A Cold War chronograph turned cinematic icon, the Breitling Top Time 2002 in Thunderball (1965) is a tale of espionage, elegance, and horological resurrection.
Sean Connery in Thunderball (1965)
Amid the horological ferment of the mid-20th century, few timepieces can claim a provenance as improbably romantic as the Breitling Top Time of Thunderball (1965): a watch born of Cold War anxieties, lent cinematic immortality by James Bond, and later consigned to obscurity—only to re-emerge decades on, like some long-lost relic of the jet age.

The Watch for Younger People (1964)
Originally launched in 1964, the Top Time represented Breitling’s attempt to court a new clientele—stylish young professionals with a taste for speed, whether measured in revolutions per minute or beats per minute. While the Navitimer remained the darling of aviators and engineers, the Top Time was altogether more louche: a chronograph with clean lines, sporty poise, and just a hint of rebellion.

For Young Men Interested in Sports or Technical Matters (1964)
It was perhaps inevitable, then, that it would catch the eye of the British Secret Service—or more precisely, its fictional quartermaster. In Thunderball, the fourth instalment of the James Bond franchise, Sean Connery’s 007 is equipped with a specially modified Breitling Top Time: a chronograph cunningly disguised as a Geiger counter, capable of detecting the radioactive trail of two stolen nuclear warheads.

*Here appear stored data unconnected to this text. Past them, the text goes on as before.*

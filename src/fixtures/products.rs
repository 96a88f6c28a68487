//! Product Fixtures

use decimal_percentage::Percentage;
use jiff::Timestamp;
use rust_decimal::{Decimal, prelude::ToPrimitive};
use rusty_money::{
    Money,
    iso::{Currency, EUR, GBP, USD},
};
use serde::Deserialize;

use crate::{
    categories::Category,
    fixtures::FixtureError,
    products::{Product, ProductId, PromotionDetails},
};

/// Wrapper for products in YAML
#[derive(Debug, Deserialize)]
pub struct ProductsFixture {
    /// Products in menu order
    pub products: Vec<ProductFixture>,
}

/// Product Fixture
#[derive(Debug, Deserialize)]
pub struct ProductFixture {
    /// Product id
    pub id: u32,

    /// Product name
    pub name: String,

    /// Product price (e.g., "4.40 USD")
    pub price: String,

    /// Product description
    #[serde(default)]
    pub description: String,

    /// Image reference
    #[serde(default)]
    pub image: String,

    /// Category id
    pub category: Category,

    /// Whether the product can be ordered
    #[serde(default = "available_by_default")]
    pub available: bool,

    /// Popular flag
    #[serde(default)]
    pub popular: bool,

    /// Promotional flag
    #[serde(default)]
    pub promotional: bool,

    /// Promotion pricing
    #[serde(default)]
    pub promotion: Option<PromotionDetailsFixture>,
}

/// Promotion pricing attached to a product fixture
#[derive(Debug, Deserialize)]
pub struct PromotionDetailsFixture {
    /// Price before the promotion (e.g., "15.99 USD")
    pub original_price: String,

    /// Advertised discount (e.g., "18.75%")
    pub discount: String,

    /// End of the promotion
    pub valid_until: Timestamp,
}

const fn available_by_default() -> bool {
    true
}

impl TryFrom<ProductFixture> for Product {
    type Error = FixtureError;

    fn try_from(fixture: ProductFixture) -> Result<Self, Self::Error> {
        let price = parse_money(&fixture.price)?;

        let promotion_details = fixture
            .promotion
            .map(|details| -> Result<PromotionDetails, FixtureError> {
                Ok(PromotionDetails {
                    original_price: parse_money(&details.original_price)?,
                    discount: parse_percentage(&details.discount)?,
                    valid_until: details.valid_until,
                })
            })
            .transpose()?;

        Ok(Product {
            id: ProductId::new(fixture.id),
            name: fixture.name,
            price,
            description: fixture.description,
            image: fixture.image,
            category: fixture.category,
            available: fixture.available,
            popular: fixture.popular,
            promotional: fixture.promotional,
            promotion_details,
        })
    }
}

/// Parse a price string straight into [`Money`].
///
/// # Errors
///
/// See [`parse_price`].
pub fn parse_money(s: &str) -> Result<Money<'static, Currency>, FixtureError> {
    let (minor_units, currency) = parse_price(s)?;

    Ok(Money::from_minor(minor_units, currency))
}

/// Parse price string (e.g., "4.40 USD") into minor units and currency
///
/// # Errors
///
/// Returns an error if the string is not in the format "AMOUNT CURRENCY",
/// if the amount cannot be parsed as a decimal, or if the currency code
/// is not recognized.
pub fn parse_price(s: &str) -> Result<(i64, &'static Currency), FixtureError> {
    let parts: Vec<&str> = s.split_whitespace().collect();

    if parts.len() != 2 {
        return Err(FixtureError::InvalidPrice(format!(
            "Expected format 'AMOUNT CURRENCY', got: {s}"
        )));
    }

    let amount = parts
        .first()
        .ok_or_else(|| FixtureError::InvalidPrice(s.to_string()))?
        .parse::<Decimal>()
        .map_err(|_err| FixtureError::InvalidPrice(s.to_string()))?;

    if amount.is_sign_negative() {
        return Err(FixtureError::InvalidPrice(s.to_string()));
    }

    let minor_units = amount
        .checked_mul(Decimal::new(100, 0))
        .and_then(|value| value.round_dp(0).to_i64())
        .ok_or_else(|| FixtureError::InvalidPrice(s.to_string()))?;

    let currency_code = parts
        .get(1)
        .ok_or_else(|| FixtureError::InvalidPrice(s.to_string()))?;

    let currency = match *currency_code {
        "USD" => USD,
        "GBP" => GBP,
        "EUR" => EUR,
        other => return Err(FixtureError::UnknownCurrency(other.to_string())),
    };

    Ok((minor_units, currency))
}

/// Parse percentage string (e.g., "18.75%" or "0.1875") into a `Percentage`
///
/// # Errors
///
/// Returns an error if the string cannot be parsed as a decimal number.
pub fn parse_percentage(s: &str) -> Result<Percentage, FixtureError> {
    let trimmed = s.trim();

    if let Some(percent_str) = trimmed.strip_suffix('%') {
        let value = percent_str
            .trim()
            .parse::<Decimal>()
            .map_err(|_err| FixtureError::InvalidPercentage(s.to_string()))?;

        Ok(Percentage::from(value / Decimal::ONE_HUNDRED))
    } else {
        let value = trimmed
            .parse::<Decimal>()
            .map_err(|_err| FixtureError::InvalidPercentage(s.to_string()))?;

        Ok(Percentage::from(value))
    }
}

#[cfg(test)]
mod tests {
    use testresult::TestResult;

    use super::*;

    #[test]
    fn parse_price_rejects_invalid_format() {
        let result = parse_price("4.40USD");

        assert!(matches!(result, Err(FixtureError::InvalidPrice(_))));
    }

    #[test]
    fn parse_price_rejects_unknown_currency() {
        let result = parse_price("4.40 ABC");

        assert!(matches!(result, Err(FixtureError::UnknownCurrency(code)) if code == "ABC"));
    }

    #[test]
    fn parse_price_rejects_negative_amounts() {
        let result = parse_price("-1.00 USD");

        assert!(matches!(result, Err(FixtureError::InvalidPrice(_))));
    }

    #[test]
    fn parse_price_reads_minor_units() -> TestResult {
        let (minor, currency) = parse_price("0.34 USD")?;

        assert_eq!(minor, 34);
        assert_eq!(currency, USD);

        Ok(())
    }

    #[test]
    fn parse_percentage_accepts_both_formats() -> TestResult {
        assert_eq!(parse_percentage("18.75%")?, Percentage::from(Decimal::new(1875, 4)));
        assert_eq!(parse_percentage("0.25")?, Percentage::from(Decimal::new(25, 2)));

        Ok(())
    }

    #[test]
    fn parse_percentage_rejects_garbage() {
        let result = parse_percentage("mucho%");

        assert!(matches!(result, Err(FixtureError::InvalidPercentage(_))));
    }

    #[test]
    fn product_fixture_defaults_to_available() -> TestResult {
        let fixture: ProductFixture = serde_norway::from_str(
            "id: 31\nname: Chifle\nprice: \"0.90 USD\"\ncategory: acompañamientos\n",
        )?;

        let product = Product::try_from(fixture)?;

        assert!(product.available);
        assert!(!product.popular);
        assert_eq!(product.category, Category::Sides);
        assert_eq!(product.price, Money::from_minor(90, USD));
        assert!(product.promotion_details.is_none());

        Ok(())
    }

    #[test]
    fn product_fixture_reads_promotion_details() -> TestResult {
        let fixture: ProductFixture = serde_norway::from_str(concat!(
            "id: 1\n",
            "name: \"Promo 1\"\n",
            "price: \"12.99 USD\"\n",
            "category: promociones\n",
            "promotional: true\n",
            "promotion:\n",
            "  original_price: \"15.99 USD\"\n",
            "  discount: \"18.75%\"\n",
            "  valid_until: \"2024-12-31T00:00:00Z\"\n",
        ))?;

        let product = Product::try_from(fixture)?;
        let details = product.promotion_details.ok_or("missing promotion details")?;

        assert_eq!(details.original_price, Money::from_minor(1599, USD));
        assert_eq!(details.valid_until, "2024-12-31T00:00:00Z".parse::<Timestamp>()?);

        Ok(())
    }
}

It was, by all accounts, the first truly gadgetised wristwatch of the Bond canon—preceding the magnetised Rolex and the explosive Seikos that would follow in later decades.

Bond's first gadgetised wristwatch (1965)
The actual prop—a Breitling Top Time reference 2002—was heavily modified by the film’s production team and bore little resemblance to the standard production model. Nevertheless, its brief appearance on Connery’s wrist enshrined it in cinematic history—an early expression of the fetishistic relationship between men, machines, and mythology.
A Curious Case
And then, like so many legends, it vanished.
For decades, the whereabouts of the original Thunderball Top Time remained unknown. It passed into lore—its existence whispered about in the hushed tones reserved for lost artworks and prototype Ferraris. That is, until 2012, when a gentleman at a car boot sale in England purchased an odd-looking Breitling for £25. Unbeknownst to him, he had acquired one of the most important horological artefacts in film history.

The Authenticate Piece
Once authenticated, the watch was consigned to Christie’s, where it sold for over £100,000—a staggering sum, though arguably still a trifle for an object imbued with such narrative weight. It had gone from Cold War prop to car boot bric-a-brac to blue-chip collectible in the space of a half-century.

Top Time Ref.2002 (1964)
Breitling, ever attuned to its heritage, has since resurrected the Top Time in various guises, yet none possess quite the same aura as the Thunderball original. For in that curious, radiation-sniffing chronograph lies a story that touches upon the golden age of Bond, the glamour of 1960s design, and the ever-alluring notion that history—like a fine watch—may sometimes be lost, but is never entirely gone.